Endometriosis was first discovered microscopically by Karl von Rokitansky in 1860,[98] although it was documented in medical texts more than 4,000 years ago.[99] The Hippocratic Corpus outlines symptoms similar to endometriosis, including uterine ulcers, adhesions, and infertility.[99] Historically, women with these symptoms were treated with leeches, straitjackets, bloodletting, chemical douches, genital mutilation, pregnancy (as a form of treatment), hanging upside down, surgical intervention, and even killing due to suspicion of demonic possession.[99] Hippocratic doctors recognized and treated chronic pelvic pain as a true organic disorder 2,500 years ago, but during the Middle Ages, there was a shift into believing that women with pelvic pain were mad, immoral, imagining the pain, or simply misbehaving.[99] The symptoms of inexplicable chronic pelvic pain were often attributed to imagined madness, female weakness, promiscuity, or hysteria.[99] The historical diagnosis of hysteria, which was thought to be a psychological disease, may have indeed been endometriosis.[99] The idea that chronic pelvic pain was related to mental illness influenced modern attitudes regarding women with endometriosis, leading to delays in correct diagnosis and indifference to the patients' true pain during the 20th century.[99]

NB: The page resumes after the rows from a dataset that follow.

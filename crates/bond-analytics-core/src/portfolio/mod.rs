//! Portfolio-level aggregation of enriched bond records.

pub mod report;
pub mod summary;
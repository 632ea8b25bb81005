//! Per-instrument fixed-income screening analytics.
//!
//! Raw rows flow through [`loader`], which resolves column aliases via
//! [`fields`], parses dates with [`dates`] and derives yields, duration and
//! the maturity bucket with [`yields`], [`duration`] and [`buckets`].

pub mod buckets;
pub mod dates;
pub mod duration;
pub mod fields;
pub mod loader;
pub mod yields;
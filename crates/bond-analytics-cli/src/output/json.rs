use serde_json::Value;

/// Print the report or summary as indented JSON on stdout.
pub fn print_json(value: &Value) {
    match serde_json::to_string_pretty(value) {
        Ok(text) => println!("{text}"),
        Err(e) => eprintln!("Failed to render bond output as JSON: {e}"),
    }
}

Hippocratic doctors believed that delaying childbearing could trigger diseases of the uterus, which caused endometriosis-like symptoms. Women with dysmenorrhea were encouraged to marry and have children at a young age.[99] The fact that Hippocratics were recommending changes in marriage practices due to an endometriosis-like illness implies that this disease was likely common, with rates higher than the 5-15% prevalence that is often cited today.[99] If indeed this disorder was so common historically, this may point away from modern theories that suggest links between endometriosis and dioxins, PCBs, and chemicals.[99]

Society and culture

As recently as 1995, reports found that over 50% of women with chronic pelvic pain had no organic cause, with women still often being considered mentally unstable.[100] Self-help groups say practitioners delay making the diagnosis, often because they don't consider it a possibility. In the US, as of 2007, about 27% of women with endometriosis had had the symptoms for at least six years before it is diagnosed.[需要更新][101]

The economic effects associated with endometriosis are substantial and are similar to that of other chronic diseases such as Crohn's disease, diabetes, or rheumatoid arthritis.[102] This economic burden is attributed mostly to the inability to consistently work and predicted by decreased quality of life.[102]